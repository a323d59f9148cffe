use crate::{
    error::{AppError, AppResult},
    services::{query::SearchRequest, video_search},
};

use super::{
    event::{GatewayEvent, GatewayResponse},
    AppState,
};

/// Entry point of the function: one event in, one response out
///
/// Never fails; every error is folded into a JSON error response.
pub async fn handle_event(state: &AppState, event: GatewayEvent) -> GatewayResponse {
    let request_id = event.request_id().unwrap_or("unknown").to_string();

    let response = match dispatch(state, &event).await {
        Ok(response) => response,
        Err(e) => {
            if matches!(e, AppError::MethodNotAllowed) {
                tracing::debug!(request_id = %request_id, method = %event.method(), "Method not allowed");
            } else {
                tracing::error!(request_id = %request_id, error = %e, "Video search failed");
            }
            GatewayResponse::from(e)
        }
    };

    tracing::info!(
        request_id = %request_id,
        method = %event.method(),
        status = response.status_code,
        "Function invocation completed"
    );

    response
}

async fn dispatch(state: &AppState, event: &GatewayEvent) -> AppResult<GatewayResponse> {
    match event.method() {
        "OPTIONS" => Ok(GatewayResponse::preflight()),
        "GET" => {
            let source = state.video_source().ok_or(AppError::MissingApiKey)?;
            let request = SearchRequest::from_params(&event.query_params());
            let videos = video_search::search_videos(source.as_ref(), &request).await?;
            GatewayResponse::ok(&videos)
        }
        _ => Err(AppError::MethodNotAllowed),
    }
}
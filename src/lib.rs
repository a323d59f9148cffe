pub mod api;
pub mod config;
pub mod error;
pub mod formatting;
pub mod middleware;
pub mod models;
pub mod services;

ABOUT THIS EXERCISE: Provide a faithful, complete copy of the entries above.

ANSWER SPACE:
repository a323d59f9148cffe
use crate::{
    error::{AppError, AppResult},
    services::{query::SearchRequest, video_search},
};

use super::{
    event::{GatewayEvent, GatewayResponse},
    AppState,
};

/// Entry point of the function: one event in, one response out
///
/// Never fails; every error is folded into a JSON error response.
pub async fn handle_event(state: &AppState, event: GatewayEvent) -> GatewayResponse {
    let request_id = event.request_id().unwrap_or("unknown").to_string();

    let response = match dispatch(state, &event).await {
        Ok(response) => response,
        Err(e) => {
            if matches!(e, AppError::MethodNotAllowed) {
                tracing::debug!(request_id = %request_id, method = %event.method(), "Method not allowed");
            } else {
                tracing::error!(request_id = %request_id, error = %e, "Video search failed");
            }
            GatewayResponse::from(e)
        }
    };

    tracing::info!(
        request_id = %request_id,
        method = %event.method(),
        status = response.status_code,
        "Function invocation completed"
    );

    response
}

async fn dispatch(state: &AppState, event: &GatewayEvent) -> AppResult<GatewayResponse> {
    match event.method() {
        "OPTIONS" => Ok(GatewayResponse::preflight()),
        "GET" => {
            let source = state.video_source().ok_or(AppError::MissingApiKey)?;
            let request = SearchRequest::from_params(&event.query_params());
            let videos = video_search::search_videos(source.as_ref(), &request).await?;
            GatewayResponse::ok(&videos)
        }
        _ => Err(AppError::MethodNotAllowed),
    }
}
filename src/lib.rs
repository a323d59f9148cffe
pub mod api;
pub mod config;
pub mod error;
pub mod formatting;
pub mod middleware;
pub mod models;
pub mod services;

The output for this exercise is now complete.